Warning: Nonmissing nonmale Y chromosome genotype(s) present

Total genotyping rate is 0.963379.

12512 variants and 2670 people pass filters and QC.

Note: No phenotypes present.

--check-sex: 11787 Xchr and 0 Ychr variant(s) scanned, 2670 problems detected.

.

with fam:

Options in effect:

  --allow-no-sex

  --bfile <my file>

  --check-sex 0.6 0.6

  --fam <fam_file>

  --out <out>

12512 variants loaded from .bim file.

2670 people (905 males, 602 females, 1163 ambiguous) loaded from .fam.

2670 phenotype values loaded from .fam.

Before main variant filters, 2670 founders and 0 nonfounders present.

Warning: 90532 het. haploid genotypes present

Warning: Nonmissing nonmale Y chromosome genotype(s) present

Total genotyping rate is 0.96338.

12512 variants and 2670 people pass filters and QC.

Among remaining phenotypes, 1181 are cases and 1489 are controls.

--check-sex: 10350 Xchr and 0 Ychr variant(s) scanned, 1887 problems detected.

[Christopher Chang]

--check-sex needs decent population allele frequency estimates.  Ideally, you have an allele frequency file (generated by e.g. --freq applied to some reference dataset) and load it during your --check-sex runs.

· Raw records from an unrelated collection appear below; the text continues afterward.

//! Scratch-bundle pipelines: a temporary written per thread and consumed
//! in the same mini-block must reproduce the fused computation exactly.

use comm::Env;
use compute::{Bundle, EvalCtx, Solution, VarRef};
use data::dims::DimSet;
use data::idx::Indices;
use data::var::VarId;
use data::{Idx, Precision};

/// Scratch producer: `s[x] = 2 * u[t-1, x]`
struct Doubler {
    u: VarId,
    s: usize,
}

impl Bundle for Doubler {
    fn name(&self) -> &str {
        "doubler"
    }
    fn is_scratch(&self) -> bool {
        true
    }
    fn output_vars(&self) -> Vec<VarRef> {
        vec![VarRef::Scratch(self.s)]
    }
    fn calc_scalar(&self, ctx: &EvalCtx<'_>, _thread: usize, pt: &Indices) {
        let u = ctx.var(VarRef::Var(self.u));
        let s = ctx.var(VarRef::Scratch(self.s));
        s.write_elem(&[pt[1]], 2.0 * u.read_elem(&[pt[0] - 1, pt[1]]));
    }
}

/// Consumer: `u[t, x] = (s[x-1] + s[x] + s[x+1]) / 3`
struct SmoothFromScratch {
    u: VarId,
    s: usize,
    doubler: usize,
}

impl Bundle for SmoothFromScratch {
    fn name(&self) -> &str {
        "smooth"
    }
    fn output_vars(&self) -> Vec<VarRef> {
        vec![VarRef::Var(self.u)]
    }
    fn scratch_children(&self) -> Vec<usize> {
        vec![self.doubler]
    }
    fn output_step_index(&self, t: Idx) -> Option<Idx> {
        Some(t)
    }
    fn calc_scalar(&self, ctx: &EvalCtx<'_>, _thread: usize, pt: &Indices) {
        let u = ctx.var(VarRef::Var(self.u));
        let s = ctx.var(VarRef::Scratch(self.s));
        let x = pt[1];
        let v = (s.read_elem(&[x - 1]) + s.read_elem(&[x]) + s.read_elem(&[x + 1]))
            * (1.0 / 3.0);
        u.write_elem(&pt.0, v);
    }
}

/// The same computation with the temporary fused away
struct SmoothDirect {
    u: VarId,
}

impl Bundle for SmoothDirect {
    fn name(&self) -> &str {
        "smooth-direct"
    }
    fn output_vars(&self) -> Vec<VarRef> {
        vec![VarRef::Var(self.u)]
    }
    fn output_step_index(&self, t: Idx) -> Option<Idx> {
        Some(t)
    }
    fn calc_scalar(&self, ctx: &EvalCtx<'_>, _thread: usize, pt: &Indices) {
        let u = ctx.var(VarRef::Var(self.u));
        let (t, x) = (pt[0], pt[1]);
        let sl = 2.0 * u.read_elem(&[t - 1, x - 1]);
        let sc = 2.0 * u.read_elem(&[t - 1, x]);
        let sr = 2.0 * u.read_elem(&[t - 1, x + 1]);
        u.write_elem(&pt.0, (sl + sc + sr) * (1.0 / 3.0));
    }
}

fn build(with_scratch: bool) -> (Solution, VarId) {
    let dims = DimSet::new("t", ["x"], Vec::<String>::new());
    let mut soln = Solution::new(Env::new_local(), dims);
    let u = soln.new_var("u", &["t", "x"]).unwrap();
    soln.set_halo(u, "x", 1, 1).unwrap();
    soln.set_global_size("x", 32);
    soln.set_block_size("x", 8);
    let bi = if with_scratch {
        let s = soln.new_scratch_var("twice", &["x"], 1, 1).unwrap();
        let doubler = soln.add_bundle(Box::new(Doubler { u, s }));
        soln.add_bundle(Box::new(SmoothFromScratch { u, s, doubler }))
    } else {
        soln.add_bundle(Box::new(SmoothDirect { u }))
    };
    soln.add_pack("main", vec![bi]).unwrap();
    soln.prepare_solution().unwrap();
    (soln, u)
}

fn seed(soln: &Solution, u: VarId) {
    let var = soln.var(u);
    var.storage().unwrap().fill(0.0);
    var.set_dirty_all(true);
    for x in 10..14 {
        var.set_element(&[0, x], (x - 9) as Precision, true).unwrap();
    }
}

fn values(soln: &Solution, u: VarId, t: Idx) -> Vec<Precision> {
    (0..32)
        .map(|x| soln.var(u).get_element(&[t, x], true).unwrap())
        .collect()
}

#[test]
fn scratch_pipeline_matches_fused_bundle() {
    let steps = 3;
    let (mut direct, ud) = build(false);
    seed(&direct, ud);
    direct.run_solution(1, steps).unwrap();
    let want = values(&direct, ud, steps);

    let (mut scratch, us) = build(true);
    seed(&scratch, us);
    scratch.run_solution(1, steps).unwrap();
    assert_eq!(values(&scratch, us, steps), want);

    // Smoothing spreads the bump: a point outside the seed moved.
    assert!(want[8] != 0.0);
}

#[test]
fn scratch_pipeline_matches_reference_driver() {
    let steps = 3;
    let (mut a, ua) = build(true);
    seed(&a, ua);
    a.run_solution(1, steps).unwrap();

    let (mut b, ub) = build(true);
    seed(&b, ub);
    b.run_ref(1, steps).unwrap();

    assert_eq!(values(&a, ua, steps), values(&b, ub, steps));
}

#[test]
fn end_solution_releases_storage() {
    let (mut soln, u) = build(false);
    seed(&soln, u);
    soln.end_solution();
    assert!(!soln.var(u).is_allocated());
    assert!(matches!(
        soln.run_solution(1, 1),
        Err(compute::Error::Scheduling(_))
    ));
}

Otherwise, the frequencies are estimated directly from your data (this is why the .fam file matters: it affects chrX estimates since males have half the weight and heterozygous male observations are thrown out), and below a minor allele frequency of ~2%, the estimates become untrustworthy if you have only 2670 samples.  I'd expect your results to improve if you add "--maf 0.02".